### Decision Tree on Weather Data

Decision Tree works for both categorical and contineous data.

In [1]:
from pprint import pprint
from math import log
import numpy as np

In [2]:
# outlook, Temperature, Humidity, Wind, Playd Football(yes/no)
training_data= [
    ['Sunny', 'Hot', 'High', 'Weak', 'No'],
    ['Sunny', 'Hot', 'High', 'Strong', 'No'],
    ['Overcast', 'Hot', 'High', 'Weak', 'Yes'],
    ['Rain', 'Mild', 'High', 'Weak', 'Yes'],
    ['Rain', 'Cool', 'Normal', 'Weak', 'Yes'],
    ['Rain', 'Cool', 'Normal', 'Strong', 'No'],
    ['Overcast', 'Cool', 'Normal', 'Strong', 'Yes'],
    ['Sunny', 'Mild', 'High', 'Weak', 'No'],
    ['Sunny', 'Cool', 'Normal', 'Weak', 'Yes'],
    ['Rain', 'Mild', 'Normal', 'Weak', 'Yes'],
    ['Sunny', 'Mild', 'Normal', 'Strong', 'Yes'],
    ['Overcast', 'Mild', 'High', 'Strong', 'Yes'],
    ['Overcast', 'Hot', 'Normal', 'Weak', 'Yes'],
    ['Rain', 'Mild', 'High', 'Strong', 'No']
]

pprint(training_data)

[['Sunny', 'Hot', 'High', 'Weak', 'No'],
 ['Sunny', 'Hot', 'High', 'Strong', 'No'],
 ['Overcast', 'Hot', 'High', 'Weak', 'Yes'],
 ['Rain', 'Mild', 'High', 'Weak', 'Yes'],
 ['Rain', 'Cool', 'Normal', 'Weak', 'Yes'],
 ['Rain', 'Cool', 'Normal', 'Strong', 'No'],
 ['Overcast', 'Cool', 'Normal', 'Strong', 'Yes'],
 ['Sunny', 'Mild', 'High', 'Weak', 'No'],
 ['Sunny', 'Cool', 'Normal', 'Weak', 'Yes'],
 ['Rain', 'Mild', 'Normal', 'Weak', 'Yes'],
 ['Sunny', 'Mild', 'Normal', 'Strong', 'Yes'],
 ['Overcast', 'Mild', 'High', 'Strong', 'Yes'],
 ['Overcast', 'Hot', 'Normal', 'Weak', 'Yes'],
 ['Rain', 'Mild', 'High', 'Strong', 'No']]


In [3]:
def count_class_freq(rows):
    #last column is the class
    classes={} #dictionary
    for row in rows:
        c=row[-1]
        if c not in classes:
            classes[c]=1
        else:
            classes[c]+=1
    return classes

In [4]:
count_class_freq(training_data)

{'No': 5, 'Yes': 9}

#### Impurity
1. How much data is mixed up.
2. for two class if one class present, impurity=0
3. if two class present, impurity=0.5


#### Information Gain
ig= current impurity - ( split into groups, weighted sum of impurity of the groups)

#### Gini index and Entropy
Decision tree algorithms use information gain to split a node.
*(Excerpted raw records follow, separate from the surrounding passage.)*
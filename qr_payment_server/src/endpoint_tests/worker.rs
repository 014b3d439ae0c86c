use paypay_client::PayPayConfig;
use tokio::sync::watch;

use super::helpers::prepare_test_db;
use crate::{poller::start_status_poller, provider::PayPayProvider};

#[actix_web::test]
async fn poller_finishes_its_pass_and_stops_on_the_shutdown_signal() {
    let db = prepare_test_db().await;
    let provider = PayPayProvider::new(PayPayConfig::default()).unwrap();
    let (shutdown_tx, shutdown_rx) = watch::channel(false);
    let poller = start_status_poller(
        db,
        provider,
        std::time::Duration::from_millis(50),
        chrono::Duration::seconds(300),
        shutdown_rx,
    );
    // Let at least one reconciliation pass run against the (empty) store.
    tokio::time::sleep(std::time::Duration::from_millis(120)).await;
    shutdown_tx.send(true).unwrap();
    tokio::time::timeout(std::time::Duration::from_secs(2), poller)
        .await
        .expect("The poller did not stop after the shutdown signal")
        .expect("The poller task panicked");
}
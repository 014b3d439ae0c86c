//! The two seams of the engine: durable storage and the external payment provider.
mod payment_provider;
mod payment_store;

pub use payment_provider::{PaymentProvider, ProviderError, ProviderPaymentIntent, ProviderStatusReport};
pub use payment_store::{PaymentStore, PaymentStoreError};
Gini index or entropy is the criterion for calculating information gain. 
Both gini and entropy are measures of impurity of a node. A node having multiple classes is impure whereas a node having only one class is pure.  Entropy in statistics is analogous to entropy in thermodynamics where it signifies disorder. If there are multiple classes in a node, there is disorder in that node. 
 
Information gain is the entropy of parent node minus sum of weighted entropies of child nodes. 
 Weight of a child node is number of samples in the node/total samples of all child nodes. Similarly information gain is calculated with gini score.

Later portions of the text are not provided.